Background
As an application, MediaWiki has numerous metrics that describe its state at a given moment in time. In Statsd lingo (both Prometheus and Graphite), these are "gauges".
We used to ingest these into Graphite via a central statsd service (statsd.eqiad.wmnet).
As part of the Promethues migration (T240685: MediaWiki Prometheus support, T343020: Converting MediaWiki Metrics to StatsLib), we moved to a distributed model with multiple statsd-exporter instances that are scraped by Prometheus. This appears incompatible with gauge metrics, as these require a single representation. Instead, there are now various split-brain reports from different statsd-exporter instances cross data centers and server groups.
Problem
As a developer maintaining software, I need a way to instrument code with gauges, and to then plot these gauges to a reasonable degree of accuracy, at a reasonable frequency.
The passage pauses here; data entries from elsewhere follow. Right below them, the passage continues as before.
//! Configuration loader with layered approach.
//!
//! This module provides the [`ConfigLoader`] for loading configuration from
//! multiple sources: defaults, files, and environment variables.

use std::collections::HashMap;
use std::env;
use std::fs;
use std::path::Path;

use crate::{BulwarkConfig, ConfigError, LogFormat};

/// Configuration loader with layered approach.
///
/// The loader applies configuration in layers, with later layers overriding
/// earlier ones:
/// 1. Default values (built into the code)
/// 2. Configuration file (TOML or JSON)
/// 3. Environment variables
///
/// # Example
///
/// ```no_run
/// use bulwark_config::ConfigLoader;
///
/// # fn main() -> Result<(), bulwark_config::ConfigError> {
/// let config = ConfigLoader::new()
///     .with_defaults()
///     .with_file("bulwark.toml")?
///     .with_env_prefix("BULWARK")
///     .load()?;
/// # Ok(())
/// # }
/// ```
#[derive(Debug)]
pub struct ConfigLoader {
    config: BulwarkConfig,
    env_prefix: Option<String>,
}

impl Default for ConfigLoader {
    fn default() -> Self {
        Self::new()
    }
}

impl ConfigLoader {
    /// Create a new configuration loader.
    #[must_use]
    pub fn new() -> Self {
        Self {
            config: BulwarkConfig::default(),
            env_prefix: None,
        }
    }

    /// Start with default configuration values.
    ///
    /// This is called automatically by `new()`, but can be chained for clarity.
    #[must_use]
    pub fn with_defaults(mut self) -> Self {
        self.config = BulwarkConfig::default();
        self
    }

    /// Load configuration from a file.
    ///
    /// Supports TOML (.toml) and JSON (.json) formats.
    /// The file format is determined by the file extension.
    ///
    /// # Errors
    ///
    /// Returns `ConfigError` if:
    /// - The file does not exist
    /// - The file cannot be read
    /// - The file contains invalid TOML/JSON
    /// - The file contains unknown fields
    pub fn with_file<P: AsRef<Path>>(mut self, path: P) -> Result<Self, ConfigError> {
        let path = path.as_ref();

        if !path.exists() {
            return Err(ConfigError::file_not_found(path));
        }

        let content = fs::read_to_string(path).map_err(|e| ConfigError::read_error(path, e))?;

        self.config = Self::parse_file(&content, path)?;
        Ok(self)
    }

    /// Load configuration from an optional file.
    ///
    /// If the file exists, loads it. If not, silently continues.
    ///
    /// # Errors
    ///
    /// Returns `ConfigError` if the file exists but cannot be read or parsed.
    pub fn with_optional_file<P: AsRef<Path>>(self, path: P) -> Result<Self, ConfigError> {
        if path.as_ref().exists() {
            self.with_file(path)
        } else {
            Ok(self)
        }
    }

    /// Load configuration from a string.
    ///
    /// # Arguments
    ///
    /// * `content` - Configuration content as a string
    /// * `format` - File format ("toml" or "json")
    ///
    /// # Example
    ///
    /// ```
    /// use bulwark_config::ConfigLoader;
    ///
    /// let toml = r#"
    ///     [[authorization.rules]]
    ///     pattern = "/admin/**"
    ///     access = "input.request.attributes.admin == true"
    /// "#;
    ///
    /// let config = ConfigLoader::new()
    ///     .with_string(toml, "toml")
    ///     .unwrap()
    ///     .load()
    ///     .unwrap();
    ///
    /// assert_eq!(config.authorization.rules[0].pattern, "/admin/**");
    /// ```
    pub fn with_string(mut self, content: &str, format: &str) -> Result<Self, ConfigError> {
        self.config = match format.to_lowercase().as_str() {
            "toml" => toml::from_str(content)?,
            "json" => serde_json::from_str(content)?,
            _ => {
                return Err(ConfigError::validation_error(format!(
                    "unsupported configuration format: {format}"
                )))
            }
        };
        Ok(self)
    }

    /// Set environment variable prefix for overrides.
    ///
    /// Environment variables use the format `PREFIX__SECTION__KEY`.
    /// For example, with prefix "BULWARK":
    /// - `BULWARK__LOGGING__LEVEL=debug`
    /// - `BULWARK__MATCHING__CASE_SENSITIVE=false`
    ///
    /// Rules cannot be set from the environment.
    #[must_use]
    pub fn with_env_prefix(mut self, prefix: &str) -> Self {
        self.env_prefix = Some(prefix.to_uppercase());
        self
    }

    /// Load a `.env` file from the working directory, if present.
    ///
    /// # Errors
    ///
    /// Returns `ConfigError` if a `.env` file exists but cannot be parsed.
    pub fn with_dotenv(self) -> Result<Self, ConfigError> {
        match dotenvy::dotenv() {
            Ok(_) => Ok(self),
            Err(e) if e.not_found() => Ok(self),
            Err(e) => Err(ConfigError::validation_error(format!(
                "failed to load .env file: {e}"
            ))),
        }
    }

    /// Finalize and return the loaded configuration.
    ///
    /// Applies environment variable overrides (if a prefix was set) and
    /// validates the final configuration.
    ///
    /// # Errors
    ///
    /// Returns `ConfigError` if an environment override does not parse or
    /// validation fails.
    pub fn load(mut self) -> Result<BulwarkConfig, ConfigError> {
        if let Some(prefix) = self.env_prefix.take() {
            self.apply_env_overrides(&prefix)?;
        }

        self.config.validate()?;

        Ok(self.config)
    }

    /// Finalize without environment overrides or validation.
    #[must_use]
    pub fn load_unvalidated(self) -> BulwarkConfig {
        self.config
    }

    fn parse_file(content: &str, path: &Path) -> Result<BulwarkConfig, ConfigError> {
        let extension = path
            .extension()
            .and_then(|e| e.to_str())
            .map(str::to_lowercase);

        match extension.as_deref() {
            Some("toml") => Ok(toml::from_str(content)?),
            Some("json") => Ok(serde_json::from_str(content)?),
            _ => Err(ConfigError::validation_error(format!(
                "unsupported configuration file format: {}",
                path.display()
            ))),
        }
    }

    fn apply_env_overrides(&mut self, prefix: &str) -> Result<(), ConfigError> {
        let env_vars: HashMap<String, String> =
            env::vars().filter(|(k, _)| k.starts_with(prefix)).collect();

        for (key, value) in env_vars {
            self.apply_env_var(&key, &value, prefix)?;
        }

        Ok(())
    }

    fn apply_env_var(&mut self, key: &str, value: &str, prefix: &str) -> Result<(), ConfigError> {
        let Some(key_without_prefix) = key.strip_prefix(prefix).and_then(|k| k.strip_prefix("__"))
        else {
            // Shares the prefix but not the separator, e.g. BULWARKS_HOME.
            return Ok(());
        };

        let parts: Vec<&str> = key_without_prefix.split("__").collect();
        let boolean = || {
            parse_bool(value).ok_or_else(|| ConfigError::env_parse_error(key, "expected boolean"))
        };

        match parts.as_slice() {
            ["LOGGING", "ENABLED"] => self.config.logging.enabled = boolean()?,
            ["LOGGING", "LEVEL"] => self.config.logging.level = value.to_string(),
            ["LOGGING", "FORMAT"] => {
                self.config.logging.format = match value.to_lowercase().as_str() {
                    "json" => LogFormat::Json,
                    "pretty" => LogFormat::Pretty,
                    _ => {
                        return Err(ConfigError::env_parse_error(
                            key,
                            "expected 'json' or 'pretty'",
                        ))
                    }
                };
            }
            ["LOGGING", "ANSI_ENABLED"] => self.config.logging.ansi_enabled = boolean()?,

            ["MATCHING", "ALWAYS_USE_FULL_PATH"] => {
                self.config.matching.always_use_full_path = boolean()?;
            }
            ["MATCHING", "URL_DECODE"] => self.config.matching.url_decode = boolean()?,
            ["MATCHING", "REMOVE_SEMICOLON_CONTENT"] => {
                self.config.matching.remove_semicolon_content = boolean()?;
            }
            ["MATCHING", "CASE_SENSITIVE"] => self.config.matching.case_sensitive = boolean()?,

            ["AUTHORIZATION", "ENABLED"] => self.config.authorization.enabled = boolean()?,

            _ => {}
        }

        Ok(())
    }
}

/// Parse a boolean from a string.
fn parse_bool(s: &str) -> Option<bool> {
    match s.to_lowercase().as_str() {
        "true" | "1" | "yes" | "on" => Some(true),
        "false" | "0" | "no" | "off" => Some(false),
        _ => None,
    }
}

#[cfg(test)]
mod tests {
    use super::*;
    use std::io::Write;

    #[test]
    fn test_loader_new() {
        let config = ConfigLoader::new().load().unwrap();
        assert_eq!(config, BulwarkConfig::default());
    }

    #[test]
    fn test_loader_with_string_toml() {
        let toml = r#"
            [logging]
            level = "debug"

            [[authorization.rules]]
            pattern = "/orders/{id}"
            method = "DELETE"
            access = "false"
            bind_variables = true
        "#;

        let config = ConfigLoader::new()
            .with_string(toml, "toml")
            .unwrap()
            .load()
            .unwrap();

        assert_eq!(config.logging.level, "debug");
        let rule = &config.authorization.rules[0];
        assert_eq!(rule.method.as_deref(), Some("DELETE"));
        assert!(rule.bind_variables);
    }

    #[test]
    fn test_loader_with_string_json() {
        let json = r#"{"matching": {"case_sensitive": false}}"#;

        let config = ConfigLoader::new()
            .with_string(json, "json")
            .unwrap()
            .load()
            .unwrap();

        assert!(!config.matching.case_sensitive);
        assert!(config.matching.url_decode);
    }

    #[test]
    fn test_loader_with_string_unknown_format() {
        let result = ConfigLoader::new().with_string("", "yaml");
        assert!(matches!(result, Err(ConfigError::ValidationError(_))));
    }

    #[test]
    fn test_loader_with_toml_file() {
        let mut file = tempfile::Builder::new().suffix(".toml").tempfile().unwrap();
        writeln!(file, "[authorization]\nenabled = false").unwrap();

        let config = ConfigLoader::new().with_file(file.path()).unwrap().load().unwrap();
        assert!(!config.authorization.enabled);
    }

    #[test]
    fn test_loader_with_json_file() {
        let mut file = tempfile::Builder::new().suffix(".json").tempfile().unwrap();
        write!(file, r#"{{"logging": {{"format": "pretty"}}}}"#).unwrap();

        let config = ConfigLoader::new().with_file(file.path()).unwrap().load().unwrap();
        assert_eq!(config.logging.format, LogFormat::Pretty);
    }

    #[test]
    fn test_loader_rejects_unknown_extension() {
        let file = tempfile::Builder::new().suffix(".ini").tempfile().unwrap();
        let result = ConfigLoader::new().with_file(file.path());
        assert!(matches!(result, Err(ConfigError::ValidationError(_))));
    }

    #[test]
    fn test_loader_rejects_unknown_fields_in_file() {
        let mut file = tempfile::Builder::new().suffix(".toml").tempfile().unwrap();
        writeln!(file, "[matching]\nfuzzy = true").unwrap();

        let result = ConfigLoader::new().with_file(file.path());
        assert!(matches!(result, Err(ConfigError::TomlError(_))));
    }

    #[test]
    fn test_loader_with_file_not_found() {
        let result = ConfigLoader::new().with_file("/nonexistent/bulwark.toml");
        assert!(matches!(result, Err(ConfigError::FileNotFound { .. })));
    }

    #[test]
    fn test_loader_with_optional_file_not_found() {
        let config = ConfigLoader::new()
            .with_optional_file("/nonexistent/bulwark.toml")
            .unwrap()
            .load()
            .unwrap();

        assert_eq!(config, BulwarkConfig::default());
    }

    #[test]
    fn test_load_validates() {
        let toml = r#"
            [[authorization.rules]]
            pattern = "orders"
            access = "true"
        "#;

        let loader = ConfigLoader::new().with_string(toml, "toml").unwrap();
        assert!(loader.load().is_err());

        let config = ConfigLoader::new()
            .with_string(toml, "toml")
            .unwrap()
            .load_unvalidated();
        assert_eq!(config.authorization.rules[0].pattern, "orders");
    }

    #[test]
    fn test_parse_bool() {
        assert_eq!(parse_bool("true"), Some(true));
        assert_eq!(parse_bool("On"), Some(true));
        assert_eq!(parse_bool("0"), Some(false));
        assert_eq!(parse_bool("no"), Some(false));
        assert_eq!(parse_bool("maybe"), None);
        assert_eq!(parse_bool(""), None);
    }

    // Overrides are exercised through apply_env_var directly; mutating the
    // process environment would race with other tests.

    #[test]
    fn test_apply_env_var_logging() {
        let mut loader = ConfigLoader::new();
        loader.apply_env_var("TEST__LOGGING__LEVEL", "trace", "TEST").unwrap();
        loader.apply_env_var("TEST__LOGGING__FORMAT", "Pretty", "TEST").unwrap();
        assert_eq!(loader.config.logging.level, "trace");
        assert_eq!(loader.config.logging.format, LogFormat::Pretty);
    }

    #[test]
    fn test_apply_env_var_matching() {
        let mut loader = ConfigLoader::new();
        loader.apply_env_var("TEST__MATCHING__CASE_SENSITIVE", "off", "TEST").unwrap();
        loader.apply_env_var("TEST__MATCHING__ALWAYS_USE_FULL_PATH", "false", "TEST").unwrap();
        assert!(!loader.config.matching.case_sensitive);
        assert!(!loader.config.matching.always_use_full_path);
    }

    #[test]
    fn test_apply_env_var_invalid_boolean() {
        let mut loader = ConfigLoader::new();
        let result = loader.apply_env_var("TEST__AUTHORIZATION__ENABLED", "sometimes", "TEST");
        assert!(matches!(result, Err(ConfigError::EnvParseError { .. })));
    }

    #[test]
    fn test_apply_env_var_invalid_format() {
        let mut loader = ConfigLoader::new();
        let result = loader.apply_env_var("TEST__LOGGING__FORMAT", "xml", "TEST");
        assert!(result.is_err());
    }

    #[test]
    fn test_apply_env_var_unknown_key_ignored() {
        let mut loader = ConfigLoader::new();
        loader.apply_env_var("TEST__SERVER__PORT", "80", "TEST").unwrap();
        loader.apply_env_var("TESTING", "1", "TEST").unwrap();
        assert_eq!(loader.config, BulwarkConfig::default());
    }
}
Let's say for sake of argument that these should be visible in Grafana within 1-2 minutes with at least a 5-min interval for recent data (we generally scrape every ~30 seconds or so, and currently use at least 1min interval after all the various layers and proxies, so this should be uncontroversial).
To my knowledge, there is no way to do this post-migration. Affected metrics and dashboards were blindly converted, but they either display "No data" or display data that isn't meaningful in any practical sense. This is because the tools available generally involve max(), min(), sum(). or avg() - which isn't meaningful across echo-ed scrapes of the same stale data, reported to Grafana as "new", when the data in question is already a complete representation.
E.g.
max (mediawiki_resourceloader_module_transfersize_bytes{component="$component", wiki="$wiki"})
This is hours or weeks out of date, with no indication of whether is outdated, or when it was collected (because it keeps echo'ing around in the system as "current" data). And, it will randomly become accurate again if/when a new value is reported somewhere in some dc/servergroup with a value that is higher than the last highest, and then become inaccurate again as soon as it goes down.
https://codesearch.wmcloud.org/search/?q=%3EgetGauge&excludeFiles=test
Solutions
Option 1: Solve at query time
Is there a way through Prometheus and Grafana to consense these disparate series into one, where for any given interval, the most recently reported value is selected. This would mean that statds-exporter knows when it last received a message relating to this metric/label combo (even if the value is the same), and that this is preserved and sent to Prometheus, and expose through a public API.
I found several timestamp-related functions, but these all report a constantly increasing timestamp as they report each re-scrape as "new". Understandably.
Option 2: Reduce statsd-exporter TTL
Unless we restart it every 1-4 minutes, this doesn't solve the underlying problem.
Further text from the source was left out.